+44 330 818 7254Faezeh Fatemi1, Samaneh Jahani2 and Nooshin Hashemi
The aim of this study is the isolation of the native bacteria from uranium mine with the potency of uranium removal in waste via reduction. The isolates is described as E. faecalis FJ4, L. garvieae FJ5, L. garvieae FJ6 and E. faecalis FJ7 seeing that Grampositive, cocci and facultative anaerobic bacteria. The isolates in the presence of U (VI) aqueous solutions led to formation of a black precipitate under anaerobic condition. ICP analysis of the solution in 2nd and 4th days of incubation indicated successful uranium removal of the solution. Moreover, analysis of the precipitate using UV-vis confirmed the reduction of U (VI) to U (IV). As a conclusion, the native isolates showed the ability of uranium removal from the contaminated wastes with uranium.

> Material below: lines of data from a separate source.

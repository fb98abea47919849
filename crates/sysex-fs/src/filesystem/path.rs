//! Item path parsing and derivation.
//!
//! Device paths look like `/<fs-name>/<id>[:<name>]`. The name after the
//! separator is for display only; slot storage addresses items by id.

use std::path::{Path, PathBuf};

use super::{FsOptions, Item};
use crate::config::ID_NAME_SEPARATOR;
use crate::errors::BackendError;

/// Splits `/preset/12:Lead` into `("preset", "/12:Lead")`.
///
/// The filesystem root maps to `/`.
pub fn split_fs_path(path: &str) -> Result<(&str, String), BackendError> {
    let rest = path.strip_prefix('/').ok_or_else(|| BackendError::invalid_path(path))?;
    let (fs_name, inner) = match rest.split_once('/') {
        Some((fs_name, inner)) => (fs_name, inner.trim_end_matches('/')),
        None => (rest, ""),
    };
    if fs_name.is_empty() {
        return Err(BackendError::invalid_path(path));
    }
    Ok((fs_name, format!("/{inner}")))
}

/// Last path component.
pub fn basename(path: &str) -> &str {
    path.rsplit('/').next().unwrap_or(path)
}

/// Parses the id and optional display name of the last path component.
pub fn id_name_from_path(path: &str) -> Result<(u32, Option<String>), BackendError> {
    let base = basename(path);
    let (id, name) = match base.split_once(ID_NAME_SEPARATOR) {
        Some((id, name)) => (id, Some(name)),
        None => (base, None),
    };
    let id = id.parse::<u32>().map_err(|_| BackendError::invalid_path(path))?;
    let name = name.filter(|n| !n.is_empty()).map(str::to_string);
    Ok((id, name))
}

pub fn id_from_path(path: &str) -> Result<u32, BackendError> {
    id_name_from_path(path).map(|(id, _)| id)
}

/// Joins a device directory and a name without doubling the separator.
pub fn join(dir: &str, name: &str) -> String {
    if dir.ends_with('/') {
        format!("{dir}{name}")
    } else {
        format!("{dir}/{name}")
    }
}

/// Device path for uploading `local_name` into `dst_dir`.
///
/// With slot storage the destination is either a slot (`/12` or `/12:Old`),
/// which keeps its id, or the root, which takes `next_index` and bumps it.
pub fn upload_path(options: FsOptions, dst_dir: &str, local_name: &str, next_index: &mut u32) -> String {
    let stem = Path::new(local_name)
        .file_stem()
        .map(|s| s.to_string_lossy().into_owned())
        .unwrap_or_else(|| local_name.to_string());

    if !options.contains(FsOptions::SLOT_STORAGE) {
        return join(dst_dir, basename(local_name));
    }

    match id_from_path(dst_dir) {
        Ok(id) => {
            let parent = &dst_dir[..dst_dir.len() - basename(dst_dir).len()];
            format!("{parent}{id}{ID_NAME_SEPARATOR}{stem}")
        }
        Err(_) => {
            let path = join(dst_dir, &format!("{}{ID_NAME_SEPARATOR}{stem}", next_index));
            *next_index += 1;
            path
        }
    }
}

/// Local file path for a downloaded item: `<dir>/<name>.<ext>`.
pub fn download_path(dst_dir: &Path, item: &Item, extension: &str) -> PathBuf {
    let name = if item.name.is_empty() {
        item.id.to_string()
    } else {
        sanitize_file_name(&item.name)
    };
    dst_dir.join(format!("{name}.{extension}"))
}

/// Replaces characters that cannot appear in a local file name.
pub fn sanitize_file_name(name: &str) -> String {
    name.chars()
        .map(|c| if c == '/' || c == '\0' { '_' } else { c })
        .collect()
}

/// Finds the item addressed by `src_path` in a listing.
pub fn find_item(mut items: impl Iterator<Item = Item>, src_path: &str) -> Result<Item, BackendError> {
    let id = id_from_path(src_path)?;
    items
        .find(|item| item.id == id)
        .ok_or_else(|| BackendError::invalid_path(src_path))
}
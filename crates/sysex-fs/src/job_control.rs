//! Progress and cancellation shared between a long operation and its caller.
//!
//! The operation runs on a worker thread and reports milestones through
//! [`JobControl::advance`]; the caller polls [`JobControl::progress`] and may
//! call [`JobControl::cancel`] at any time. Cancellation is cooperative: it is
//! observed at the next poll or milestone.

use serde::Serialize;
use std::any::Any;
use std::fmt;
use std::sync::atomic::{AtomicBool, Ordering};
use std::sync::{Arc, Mutex};
use std::time::{Duration, Instant};

use crate::errors::BackendError;
use crate::ignore_poison::IgnorePoison;

/// Shared `active` flag. Starts active; once cancelled it stays cancelled.
#[derive(Debug, Clone)]
pub struct CancelToken {
    active: Arc<AtomicBool>,
}

impl CancelToken {
    pub fn new() -> Self {
        Self {
            active: Arc::new(AtomicBool::new(true)),
        }
    }

    pub fn is_active(&self) -> bool {
        self.active.load(Ordering::Acquire)
    }

    pub fn cancel(&self) {
        self.active.store(false, Ordering::Release);
    }

    /// `Err(Cancelled)` once the token has been cancelled.
    pub fn check(&self) -> Result<(), BackendError> {
        if self.is_active() {
            Ok(())
        } else {
            Err(BackendError::Cancelled)
        }
    }

    /// Sleeps for `duration`, waking every `poll` to check for cancellation.
    pub fn sleep(&self, duration: Duration, poll: Duration) -> Result<(), BackendError> {
        let start = Instant::now();
        loop {
            self.check()?;
            let elapsed = start.elapsed();
            if elapsed >= duration {
                return Ok(());
            }
            std::thread::sleep(poll.min(duration - elapsed));
        }
    }
}

impl Default for CancelToken {
    fn default() -> Self {
        Self::new()
    }
}

/// Snapshot of a job's progress.
#[derive(Debug, Clone, Copy, Default, PartialEq, Serialize)]
#[serde(rename_all = "camelCase")]
pub struct JobProgress {
    pub parts: u32,
    pub part: u32,
    /// Overall progress in [0, 1].
    pub progress: f64,
}

type ProgressCallback = Box<dyn Fn(f64) + Send + Sync>;

struct JobInner {
    id: String,
    active: CancelToken,
    progress: Mutex<JobProgress>,
    callback: Option<ProgressCallback>,
    data: Mutex<Option<Box<dyn Any + Send>>>,
}

/// Handle to one long-running operation. Clones share the same state.
#[derive(Clone)]
pub struct JobControl {
    inner: Arc<JobInner>,
}

impl JobControl {
    pub fn new() -> Self {
        Self::build(None)
    }

    /// Creates a job that also reports every progress change to `callback`.
    pub fn with_callback(callback: impl Fn(f64) + Send + Sync + 'static) -> Self {
        Self::build(Some(Box::new(callback)))
    }

    fn build(callback: Option<ProgressCallback>) -> Self {
        Self {
            inner: Arc::new(JobInner {
                id: uuid::Uuid::new_v4().to_string(),
                active: CancelToken::new(),
                progress: Mutex::new(JobProgress::default()),
                callback,
                data: Mutex::new(None),
            }),
        }
    }

    /// Unique operation id, used in logs.
    pub fn id(&self) -> &str {
        &self.inner.id
    }

    /// Starts (or restarts) progress accounting over `parts` parts.
    pub fn begin(&self, parts: u32) {
        {
            let mut progress = self.inner.progress.lock_ignore_poison();
            *progress = JobProgress {
                parts: parts.max(1),
                part: 0,
                progress: 0.0,
            };
        }
        self.notify(0.0);
    }

    /// Moves to the next part, keeping the overall progress monotonic.
    pub fn next_part(&self) {
        let mut progress = self.inner.progress.lock_ignore_poison();
        if progress.part + 1 < progress.parts {
            progress.part += 1;
        }
    }

    /// Sets the progress of the current part and recomputes the overall value
    /// as `(part + fraction) / parts`.
    pub fn advance(&self, fraction: f64) {
        let overall = {
            let mut progress = self.inner.progress.lock_ignore_poison();
            let parts = progress.parts.max(1) as f64;
            let fraction = fraction.clamp(0.0, 1.0);
            progress.progress = ((progress.part as f64 + fraction) / parts).clamp(0.0, 1.0);
            progress.progress
        };
        self.notify(overall);
    }

    pub fn progress(&self) -> JobProgress {
        *self.inner.progress.lock_ignore_poison()
    }

    pub fn is_active(&self) -> bool {
        self.inner.active.is_active()
    }

    pub fn cancel(&self) {
        log::debug!("Cancelling job {}", self.inner.id);
        self.inner.active.cancel();
    }

    /// `Err(Cancelled)` once the job has been cancelled.
    pub fn check_active(&self) -> Result<(), BackendError> {
        self.inner.active.check()
    }

    /// The token to hand to sysex transfers run on behalf of this job.
    pub fn cancel_token(&self) -> CancelToken {
        self.inner.active.clone()
    }

    /// Stores operation-specific side metadata for the caller.
    pub fn set_data<T: Any + Send>(&self, data: T) {
        *self.inner.data.lock_ignore_poison() = Some(Box::new(data));
    }

    /// Takes the side metadata back if it has type `T`.
    pub fn take_data<T: Any + Send>(&self) -> Option<T> {
        let mut slot = self.inner.data.lock_ignore_poison();
        match slot.take()?.downcast::<T>() {
            Ok(data) => Some(*data),
            Err(other) => {
                *slot = Some(other);
                None
            }
        }
    }

    fn notify(&self, progress: f64) {
        if let Some(callback) = &self.inner.callback {
            callback(progress);
        }
    }
}

impl Default for JobControl {
    fn default() -> Self {
        Self::new()
    }
}

impl fmt::Debug for JobControl {
    fn fmt(&self, f: &mut fmt::Formatter<'_>) -> fmt::Result {
        f.debug_struct("JobControl")
            .field("id", &self.inner.id)
            .field("active", &self.is_active())
            .field("progress", &self.progress())
            .finish()
    }
}
//! In-memory MIDI port for tests and device simulation.
//!
//! Bytes written to the port are framed into sysex messages and handed to a
//! responder closure; whatever it returns is queued as input. A
//! [`VirtualHandle`] lets the test inspect what was written and inject stray
//! input at any time.

use std::collections::VecDeque;
use std::io;
use std::sync::{Arc, Mutex};
use std::time::Duration;

use super::MidiPort;
use crate::ignore_poison::IgnorePoison;
use crate::sysex::SysexFramer;

/// Maps one complete request message to the messages the device answers with.
pub type Responder = Box<dyn FnMut(&[u8]) -> Vec<Vec<u8>> + Send>;

#[derive(Debug, Default)]
struct Shared {
    pending: VecDeque<u8>,
    written: Vec<u8>,
    fail_writes: bool,
    closed: bool,
}

/// Test-side view of a [`VirtualPort`]. Stays valid after the port is dropped.
#[derive(Debug, Clone)]
pub struct VirtualHandle {
    shared: Arc<Mutex<Shared>>,
}

impl VirtualHandle {
    /// Every byte written so far.
    pub fn written(&self) -> Vec<u8> {
        self.shared.lock_ignore_poison().written.clone()
    }

    /// Written bytes split into sysex messages.
    pub fn sent_messages(&self) -> Vec<Vec<u8>> {
        let mut framer = SysexFramer::new();
        framer.push(&self.written());
        std::iter::from_fn(|| framer.next_message()).collect()
    }

    pub fn clear_written(&self) {
        self.shared.lock_ignore_poison().written.clear();
    }

    /// Queues bytes as if the device had sent them unprompted.
    pub fn inject(&self, bytes: &[u8]) {
        self.shared.lock_ignore_poison().pending.extend(bytes);
    }

    pub fn pending_len(&self) -> usize {
        self.shared.lock_ignore_poison().pending.len()
    }

    /// Makes every following write fail with a broken pipe.
    pub fn fail_writes(&self) {
        self.shared.lock_ignore_poison().fail_writes = true;
    }

    pub fn is_closed(&self) -> bool {
        self.shared.lock_ignore_poison().closed
    }
}

pub struct VirtualPort {
    name: String,
    shared: Arc<Mutex<Shared>>,
    framer: SysexFramer,
    responder: Responder,
}

impl VirtualPort {
    pub fn new(
        name: &str,
        responder: impl FnMut(&[u8]) -> Vec<Vec<u8>> + Send + 'static,
    ) -> (Self, VirtualHandle) {
        let shared = Arc::new(Mutex::new(Shared::default()));
        let port = Self {
            name: name.to_string(),
            shared: Arc::clone(&shared),
            framer: SysexFramer::new(),
            responder: Box::new(responder),
        };
        (port, VirtualHandle { shared })
    }

    /// A port that never answers.
    pub fn silent(name: &str) -> (Self, VirtualHandle) {
        Self::new(name, |_| Vec::new())
    }
}

impl MidiPort for VirtualPort {
    fn name(&self) -> &str {
        &self.name
    }

    fn read(&mut self, buf: &mut [u8], _wait: Duration) -> io::Result<usize> {
        let mut shared = self.shared.lock_ignore_poison();
        let n = buf.len().min(shared.pending.len());
        for (slot, byte) in buf.iter_mut().zip(shared.pending.drain(..n)) {
            *slot = byte;
        }
        Ok(n)
    }

    fn write(&mut self, bytes: &[u8]) -> io::Result<usize> {
        {
            let mut shared = self.shared.lock_ignore_poison();
            if shared.fail_writes {
                return Err(io::Error::new(io::ErrorKind::BrokenPipe, "virtual port unplugged"));
            }
            shared.written.extend_from_slice(bytes);
        }

        self.framer.push(bytes);
        let mut replies = Vec::new();
        while let Some(request) = self.framer.next_message() {
            replies.extend((self.responder)(&request));
        }
        if !replies.is_empty() {
            let mut shared = self.shared.lock_ignore_poison();
            for reply in replies {
                shared.pending.extend(reply);
            }
        }
        Ok(bytes.len())
    }
}

impl Drop for VirtualPort {
    fn drop(&mut self) {
        self.shared.lock_ignore_poison().closed = true;
    }
}
//! Device dialects.
//!
//! Each dialect provides a [`crate::Connector`] and the filesystem tables it
//! binds on a successful handshake.

pub mod efactor;
#[cfg(test)]
mod efactor_test;
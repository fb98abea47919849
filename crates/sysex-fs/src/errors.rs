//! Error type shared by every layer: transport, sysex exchanges, dialects and
//! the filesystem helpers.

use serde::Serialize;

/// Error types for backend operations.
///
/// `NotFound` doubles as the "dialect does not match" signal during detection:
/// the dispatcher swallows it and tries the next connector. Every other variant
/// is propagated unchanged.
#[derive(Debug, Clone, PartialEq, Eq, Serialize, thiserror::Error)]
#[serde(rename_all = "camelCase", tag = "type")]
pub enum BackendError {
    /// Device absent or not recognized by the dialect.
    #[error("Not found: {message}")]
    NotFound { message: String },
    /// No response before the deadline.
    #[error("Timed out after {timeout_ms} ms")]
    TimedOut { timeout_ms: u64 },
    /// Cooperative abort through the job's cancel token.
    #[error("Operation cancelled")]
    Cancelled,
    /// Transport-level fault.
    #[error("I/O error: {message}")]
    Io { message: String },
    /// Malformed or out-of-range payload.
    #[error("Bad message: {message}")]
    BadMessage { message: String },
    /// The connected dialect does not implement the operation.
    #[error("Operation not supported: {operation}")]
    NotSupported { operation: String },
    /// The path is not a listable directory.
    #[error("Not a directory: {path}")]
    NotADirectory { path: String },
    /// The path could not be resolved to a filesystem or item.
    #[error("Invalid path: {path}")]
    InvalidPath { path: String },
}

impl BackendError {
    pub fn not_found(message: impl Into<String>) -> Self {
        Self::NotFound {
            message: message.into(),
        }
    }

    pub fn io(message: impl Into<String>) -> Self {
        Self::Io {
            message: message.into(),
        }
    }

    pub fn bad_message(message: impl Into<String>) -> Self {
        Self::BadMessage {
            message: message.into(),
        }
    }

    pub fn not_supported(operation: impl Into<String>) -> Self {
        Self::NotSupported {
            operation: operation.into(),
        }
    }

    pub fn invalid_path(path: impl Into<String>) -> Self {
        Self::InvalidPath { path: path.into() }
    }

    pub fn not_a_directory(path: impl Into<String>) -> Self {
        Self::NotADirectory { path: path.into() }
    }

    /// True for the dialect mismatch outcome of a handshake.
    pub fn is_not_found(&self) -> bool {
        matches!(self, Self::NotFound { .. })
    }

    /// Returns true if the operation may succeed if retried by the user.
    pub fn is_retryable(&self) -> bool {
        matches!(self, Self::TimedOut { .. })
    }

    /// Returns a user-friendly message for this error.
    pub fn user_message(&self) -> String {
        match self {
            Self::NotFound { .. } => "No supported device found. Check the cable and the MIDI port.".to_string(),
            Self::TimedOut { .. } => {
                "The device did not answer in time. It may be busy or switched off. Try again.".to_string()
            }
            Self::Cancelled => "The operation was cancelled.".to_string(),
            Self::Io { message } => format!("Communication with the device failed: {}", message),
            Self::BadMessage { message } => format!("The data is not valid for this device: {}", message),
            Self::NotSupported { operation } => format!("This device does not support '{}'.", operation),
            Self::NotADirectory { path } => format!("{} is not a folder.", path),
            Self::InvalidPath { path } => format!("{} is not a valid location on this device.", path),
        }
    }
}

impl From<std::io::Error> for BackendError {
    fn from(err: std::io::Error) -> Self {
        match err.kind() {
            std::io::ErrorKind::NotFound => Self::not_found(err.to_string()),
            std::io::ErrorKind::TimedOut => Self::TimedOut { timeout_ms: 0 },
            _ => Self::io(err.to_string()),
        }
    }
}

The diffusion of radionuclides from radionuclide contaminated sites and their mobility in the environment is a subject of public concern. Radioactive waste microbiology started with the understanding that bacteria could be present in disposal of waste and the effects of microbial activity could have deep influences on waste containment. Bacteria can potentially affect radionuclide migration using various processes. Bacteria decline radionuclide migration by reduction, sorption, altering bulk pore water chemistry, producing organic complexing ligands and by direct accumulation onto or into cells. Furthermore, bacteria can also cause corrosion and hence potentially affect the longevity of the metal waste containers in a repository.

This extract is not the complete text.